Qui sont-ils ces Basques aux passeports espagnols ou français qui, de sept provinces accrochées de part et d’autre des Pyrénées, rêvent de construire un pays malgré le prix à payer : plus de 800 morts d’un côté, des années de prison par centaines de l’autre? Dans son roman File, Ramuntxo, Pierre Lodi (un pseudonyme synonyme de clin d’œil à l’écrivain Pierre Loti) ne prétend pas remonter le fil de plus de 50 ans de lutte.
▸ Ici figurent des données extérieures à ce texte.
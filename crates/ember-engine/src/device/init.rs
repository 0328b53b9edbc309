/// Initialization parameters for device acquisition.
///
/// Keep this structure stable and minimal. Add configuration flags only when a
/// concrete platform or backend requirement exists.
#[derive(Debug, Clone)]
pub struct GpuInit {
    /// Backends wgpu may choose from.
    ///
    /// `WGPU_BACKEND` (e.g. "vulkan", "metal,gl") overrides this at startup
    /// through [`GpuInit::from_env`].
    pub backends: wgpu::Backends,

    /// Adapter power preference.
    pub power_preference: wgpu::PowerPreference,

    /// Request a software (fallback) adapter.
    ///
    /// Useful on CI machines without a hardware GPU.
    pub force_fallback_adapter: bool,

    /// Prefer an sRGB surface format when available.
    pub prefer_srgb: bool,

    /// Present mode (swap behavior) for windowed surfaces.
    pub present_mode: wgpu::PresentMode,

    /// Optional alpha mode preference for the surface.
    ///
    /// If provided but unsupported on the current surface, a supported mode is selected.
    pub alpha_mode: Option<wgpu::CompositeAlphaMode>,

    /// Required wgpu features.
    ///
    /// Favor an empty set for portability unless a feature is strictly necessary.
    pub required_features: wgpu::Features,

    /// Limits requested from the adapter/device.
    pub required_limits: wgpu::Limits,

    /// Desired maximum frame latency for the surface.
    pub desired_maximum_frame_latency: u32,
}

impl Default for GpuInit {
    fn default() -> Self {
        Self {
            backends: wgpu::Backends::all(),
            power_preference: wgpu::PowerPreference::HighPerformance,
            force_fallback_adapter: false,
            prefer_srgb: true,
            present_mode: wgpu::PresentMode::Fifo,
            alpha_mode: None,
            required_features: wgpu::Features::empty(),
            // Texture dimensions are raised to the adapter's at request time.
            required_limits: wgpu::Limits::downlevel_defaults(),
            desired_maximum_frame_latency: 2,
        }
    }
}

impl GpuInit {
    /// Defaults, with the backend set taken from `WGPU_BACKEND` when present.
    pub fn from_env() -> Self {
        let mut init = Self::default();
        if let Some(backends) = wgpu::Backends::from_env() {
            init.backends = backends;
        }
        init
    }

    /// Configuration for offscreen rendering: linear target formats.
    pub fn headless() -> Self {
        Self {
            prefer_srgb: false,
            ..Self::from_env()
        }
    }
}
//! Color types shared by frames and scenes.

mod color;

pub use color::Color;
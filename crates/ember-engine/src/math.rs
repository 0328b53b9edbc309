//! 4×4 matrix helpers for per-draw transforms.
//!
//! Column-major layout matching WGSL `mat4x4f`, so a `Mat4` can be uploaded
//! as a uniform block without reordering.

/// 4×4 column-major matrix stored as `[f32; 16]`.
pub type Mat4 = [f32; 16];

/// Identity matrix.
pub const IDENTITY: Mat4 = [
    1.0, 0.0, 0.0, 0.0, // col 0
    0.0, 1.0, 0.0, 0.0, // col 1
    0.0, 0.0, 1.0, 0.0, // col 2
    0.0, 0.0, 0.0, 1.0, // col 3
];

/// Counter-clockwise rotation around the Z axis by `angle` radians.
pub fn rotate_z(angle: f32) -> Mat4 {
    let c = angle.cos();
    let s = angle.sin();
    [
        c, s, 0.0, 0.0, // col 0
        -s, c, 0.0, 0.0, // col 1
        0.0, 0.0, 1.0, 0.0, // col 2
        0.0, 0.0, 0.0, 1.0, // col 3
    ]
}

/// Transforms the column vector `v` by `m` (m × v).
pub fn transform(m: &Mat4, v: [f32; 4]) -> [f32; 4] {
    let mut out = [0.0f32; 4];
    for (row, slot) in out.iter_mut().enumerate() {
        *slot = (0..4).map(|k| m[k * 4 + row] * v[k]).sum();
    }
    out
}

/// Transforms a 2D point lying in the z = 0 plane and returns its x/y.
pub fn transform_point2(m: &Mat4, p: [f32; 2]) -> [f32; 2] {
    let [x, y, _, w] = transform(m, [p[0], p[1], 0.0, 1.0]);
    if w == 0.0 { [x, y] } else { [x / w, y / w] }
}

#[cfg(test)]
mod tests {
    use super::*;

    fn approx_eq(a: &[f32], b: &[f32], eps: f32) -> bool {
        a.iter().zip(b.iter()).all(|(x, y)| (x - y).abs() < eps)
    }

    #[test]
    fn identity_leaves_points_alone() {
        let p = transform_point2(&IDENTITY, [0.25, -0.75]);
        assert!(approx_eq(&p, &[0.25, -0.75], 1e-6));
    }

    #[test]
    fn rotate_z_30_degrees_matches_hand_written_matrix() {
        let r = rotate_z(30f32.to_radians());
        let expected: Mat4 = [
            0.866, 0.5, 0.0, 0.0, //
            -0.5, 0.866, 0.0, 0.0, //
            0.0, 0.0, 1.0, 0.0, //
            0.0, 0.0, 0.0, 1.0,
        ];
        assert!(approx_eq(&r, &expected, 1e-3));
    }

    #[test]
    fn rotate_z_90_maps_x_to_y() {
        let r = rotate_z(std::f32::consts::FRAC_PI_2);
        let p = transform_point2(&r, [1.0, 0.0]);
        assert!(approx_eq(&p, &[0.0, 1.0], 1e-6));
    }

    #[test]
    fn rotations_compose() {
        let a = rotate_z(10f32.to_radians());
        let b = rotate_z(20f32.to_radians());
        let twice = transform_point2(&a, transform_point2(&b, [0.5, 0.5]));
        let once = transform_point2(&rotate_z(30f32.to_radians()), [0.5, 0.5]);
        assert!(approx_eq(&twice, &once, 1e-5));
    }

    #[test]
    fn transform_preserves_w() {
        let v = transform(&rotate_z(1.0), [0.3, -0.4, 0.0, 1.0]);
        assert!((v[3] - 1.0).abs() < 1e-6);
    }
}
Non, il nous offre, en s’appuyant sur l’actualité mouvementée de l’époque, une plongée réaliste au long des années 2000 dans l’intimité des « abertzale » – terme dont la moins mauvaise traduction serait « patriotes » – etarras convaincus ou simples sympathisants, dans les pas d’un flic français infiltré dans la mouvance du « Petit Bayonne » et ceux d’une jeune recrue d’ETA de Bilbao juste avant l’adieu aux armes. Remake de la fusillade de Dammarie-les-Lys (Seine-et-Marne) de mars 2010 qui avait vu un brigadier de 52 ans tué par un commando d’ETA, le policier connaîtra une fin tragique. La jeune etarra au piercing n’échappera pas, comme des centaines d’autres, à la prison…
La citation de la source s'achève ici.